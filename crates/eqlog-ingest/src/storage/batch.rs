//! Transactional row-by-row insert

use anyhow::Result;
use sqlx::query_builder::Separated;
use sqlx::{PgPool, Postgres, QueryBuilder, Transaction};
use tracing::{debug, warn};

use super::{quote_column, quote_ident, validate_table_name, DbResultExt};
use crate::models::{CellValue, UploadBatch};

/// Insert every row of `batch` inside one transaction.
///
/// Each row is its own `INSERT ... <conflict_clause>` so the returned count
/// only includes rows that were actually written. On any failure the whole
/// transaction is rolled back.
///
/// Cells are bound with their column's unified kind and statements are not
/// cached, so rows with differently typed cells never share a prepared
/// statement.
pub async fn insert_rows(db: &PgPool, batch: &UploadBatch, conflict_clause: &str) -> Result<u64> {
    validate_table_name(batch.table())?;

    let mut tx = db
        .begin()
        .await
        .db_context(|| "Failed to begin upload transaction")?;

    match insert_all(&mut tx, batch, conflict_clause).await {
        Ok(affected) => {
            tx.commit()
                .await
                .db_context(|| format!("Failed to commit upload into {}", batch.table()))?;
            Ok(affected)
        },
        Err(e) => {
            if let Err(rollback) = tx.rollback().await {
                warn!(error = %rollback, table = batch.table(), "Rollback failed");
            }
            Err(e)
        },
    }
}

async fn insert_all(
    tx: &mut Transaction<'_, Postgres>,
    batch: &UploadBatch,
    conflict_clause: &str,
) -> Result<u64> {
    let prefix = insert_prefix(batch);
    let mut affected = 0u64;

    for (index, row) in batch.rows().iter().enumerate() {
        let mut query_builder: QueryBuilder<Postgres> = QueryBuilder::new(&prefix);
        query_builder.push_values(std::iter::once(row), |mut b, row| {
            for value in batch.values(row) {
                push_cell(&mut b, value);
            }
        });
        if !conflict_clause.is_empty() {
            query_builder.push(" ");
            query_builder.push(conflict_clause);
        }

        let result = query_builder
            .build()
            .persistent(false)
            .execute(&mut **tx)
            .await
            .db_context(|| format!("Failed to insert row {} into {}", index + 1, batch.table()))?;
        affected += result.rows_affected();
    }

    debug!(
        table = batch.table(),
        rows = batch.len(),
        affected,
        "Inserted batch rows"
    );
    Ok(affected)
}

fn insert_prefix(batch: &UploadBatch) -> String {
    let columns = batch
        .columns()
        .iter()
        .map(|column| quote_column(column))
        .collect::<Vec<_>>()
        .join(", ");
    format!("INSERT INTO {} ({}) ", quote_ident(batch.table()), columns)
}

fn push_cell(b: &mut Separated<'_, '_, Postgres, &'static str>, value: CellValue) {
    match value {
        CellValue::Integer(v) => {
            b.push_bind(v);
        },
        CellValue::Float(v) => {
            b.push_bind(v);
        },
        CellValue::Decimal(v) => {
            b.push_bind(v);
        },
        CellValue::Text(v) => {
            b.push_bind(v);
        },
        CellValue::Timestamp(v) => {
            b.push_bind(v);
        },
        CellValue::Absent => {
            b.push("NULL");
        },
    }
}

#[cfg(test)]
#[allow(clippy::unwrap_used)]
mod tests {
    use super::*;
    use crate::models::NormalizedRow;

    #[test]
    fn test_insert_prefix_quotes_columns() {
        let batch = UploadBatch::new(
            "plg_wf_flat",
            vec![NormalizedRow::new().with("eqpid", "EQ1").with("thk_1.5", 1.0)],
        )
        .unwrap();
        assert_eq!(
            insert_prefix(&batch),
            "INSERT INTO \"plg_wf_flat\" (\"eqpid\", \"thk_1.5\") "
        );
    }
}
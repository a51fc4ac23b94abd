//! Rendering collaborator
//!
//! The session reports everything the UI needs through [`SessionObserver`].
//! [`ChannelObserver`] forwards each callback as a [`SessionUpdate`] over an
//! mpsc channel, for UIs running on their own task.

use tokio::sync::mpsc;

use crate::message::ChatMessage;
use crate::types::{MessageId, ProvisionalId, RoomId, UserId};

/// Callbacks invoked by the session, in delivery order
pub trait SessionObserver {
    /// A de-duplicated message is ready to render (once per message)
    fn on_message_ready(&mut self, message: &ChatMessage);

    /// An optimistic message was acknowledged with a server id
    fn on_message_confirmed(&mut self, _provisional: ProvisionalId, _id: &MessageId) {}

    /// An optimistic message failed and must be removed from the view
    fn on_message_retracted(&mut self, _provisional: ProvisionalId) {}

    /// A participant's typing indicator changed
    fn on_typing_changed(&mut self, user: UserId, is_typing: bool);

    /// The active room changed (`None` when no chat is open)
    fn on_room_changed(&mut self, room: Option<RoomId>);

    /// The room view was cleared server-side
    fn on_chat_cleared(&mut self, _room: RoomId) {}

    /// Room member/online counters changed
    fn on_room_stats(&mut self, _room: RoomId, _member_count: u32, _online_count: u32) {}
}

/// Observer callback as a value
#[derive(Debug, Clone, PartialEq)]
pub enum SessionUpdate {
    MessageReady(ChatMessage),
    MessageConfirmed {
        provisional: ProvisionalId,
        id: MessageId,
    },
    MessageRetracted(ProvisionalId),
    TypingChanged {
        user: UserId,
        is_typing: bool,
    },
    RoomChanged(Option<RoomId>),
    ChatCleared(RoomId),
    RoomStats {
        room: RoomId,
        member_count: u32,
        online_count: u32,
    },
}

/// Observer forwarding updates over an unbounded channel
///
/// Updates are never dropped; a closed receiver means the UI is gone and
/// updates are discarded.
#[derive(Debug, Clone)]
pub struct ChannelObserver {
    sender: mpsc::UnboundedSender<SessionUpdate>,
}

impl ChannelObserver {
    /// Create an observer and the receiving end of its updates
    pub fn new() -> (Self, mpsc::UnboundedReceiver<SessionUpdate>) {
        let (sender, receiver) = mpsc::unbounded_channel();
        (Self { sender }, receiver)
    }

    fn forward(&self, update: SessionUpdate) {
        let _ = self.sender.send(update);
    }
}

impl SessionObserver for ChannelObserver {
    fn on_message_ready(&mut self, message: &ChatMessage) {
        self.forward(SessionUpdate::MessageReady(message.clone()));
    }

    fn on_message_confirmed(&mut self, provisional: ProvisionalId, id: &MessageId) {
        self.forward(SessionUpdate::MessageConfirmed {
            provisional,
            id: id.clone(),
        });
    }

    fn on_message_retracted(&mut self, provisional: ProvisionalId) {
        self.forward(SessionUpdate::MessageRetracted(provisional));
    }

    fn on_typing_changed(&mut self, user: UserId, is_typing: bool) {
        self.forward(SessionUpdate::TypingChanged { user, is_typing });
    }

    fn on_room_changed(&mut self, room: Option<RoomId>) {
        self.forward(SessionUpdate::RoomChanged(room));
    }

    fn on_chat_cleared(&mut self, room: RoomId) {
        self.forward(SessionUpdate::ChatCleared(room));
    }

    fn on_room_stats(&mut self, room: RoomId, member_count: u32, online_count: u32) {
        self.forward(SessionUpdate::RoomStats {
            room,
            member_count,
            online_count,
        });
    }
}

#####

- _What needs to be done_
Copy each line of the records that contains the word "RoomChanged".

- _Solution to this task_
    RoomChanged(Option<RoomId>),
        self.forward(SessionUpdate::RoomChanged(room));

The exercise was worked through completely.